I want to use a function that creates weights for a normal dense layer, it basically behaves like an initialization function, only that it "initializes" before every new forward pass.
The flow for my augmented linear layer looks like this:
input = (x, W)
W_new = g(x,W)
output = tf.matmul(x,W_new)
However, g(x,W) is not differentiable, as it involves some sampling. Luckily it also doesn't have any parameters I want to learn so I just try to do the forward and backward pass, as if I would have never replaced W. Now I need to tell the automatic differentiation to not backpropagate through g(). I do this with:
W_new = tf.stop_gradient(g(x,W))
Unfortunately this does not work, as it complains about non-matching shapes.
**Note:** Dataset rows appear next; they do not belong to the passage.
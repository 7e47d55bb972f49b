/// Independent, configurable limits enforced while decoding a request.
///
/// Absence of a limit means that dimension is unbounded. Each limit is
/// enforced on its own: hitting one records a
/// [`Notification`](crate::Notification) (or truncates, for the two
/// truncate-not-reject dimensions) without affecting the others.
///
/// # Examples
///
/// ```
/// use uploadify::Limits;
///
/// let limits = Limits::new().file_size(5 * 1024 * 1024).files(3).field_size(64 * 1024);
/// ```
#[derive(Debug, Clone, Default)]
pub struct Limits {
    pub(crate) field_name_size: Option<usize>,
    pub(crate) field_size: Option<u64>,
    pub(crate) fields: Option<usize>,
    pub(crate) file_size: Option<u64>,
    pub(crate) files: Option<usize>,
    pub(crate) parts: Option<usize>,
    pub(crate) header_pairs: Option<usize>,
}

impl Limits {
    /// Creates an unbounded set of limits.
    pub fn new() -> Limits {
        Limits::default()
    }

    /// Maximum field name size in bytes; longer names are truncated.
    pub fn field_name_size(mut self, limit: usize) -> Limits {
        self.field_name_size = Some(limit);
        self
    }

    /// Maximum field value size in bytes; longer values are truncated and a
    /// `LIMIT_FIELD_VALUE` notification is recorded.
    pub fn field_size(mut self, limit: u64) -> Limits {
        self.field_size = Some(limit);
        self
    }

    /// Maximum number of non-file fields.
    pub fn fields(mut self, limit: usize) -> Limits {
        self.fields = Some(limit);
        self
    }

    /// Maximum size of each file in bytes; an oversized file part loses its
    /// storage write but never corrupts the rest of the request.
    pub fn file_size(mut self, limit: u64) -> Limits {
        self.file_size = Some(limit);
        self
    }

    /// Maximum number of file parts.
    pub fn files(mut self, limit: usize) -> Limits {
        self.files = Some(limit);
        self
    }

    /// Maximum number of parts of any kind (fields + files).
    pub fn parts(mut self, limit: usize) -> Limits {
        self.parts = Some(limit);
        self
    }

    /// Maximum number of header pairs kept per part.
    pub fn header_pairs(mut self, limit: usize) -> Limits {
        self.header_pairs = Some(limit);
        self
    }
}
What does work is the following:
input = (x, W)
W_new = W + tf.stop_gradient(g(x,W) - W)
output = tf.matmul(x,W_new)
as suggested here: https://stackoverflow.com/a/36480182
Now the forward pass seems to be OK, but I don't know how to override the gradient for the backward pass. I know, that I have to use: gradient_override_map for this, but could not transfer applications I have seen to my particular usecase (I am still quite new to TF). However, I am not sure how to do this and if there isn't an easier way. I assume something similar has to be done in the first forward pass in a given model, where all weights are initialized while we don't have to backpropagate through the init functions as well.
Any help would be very much appreciated!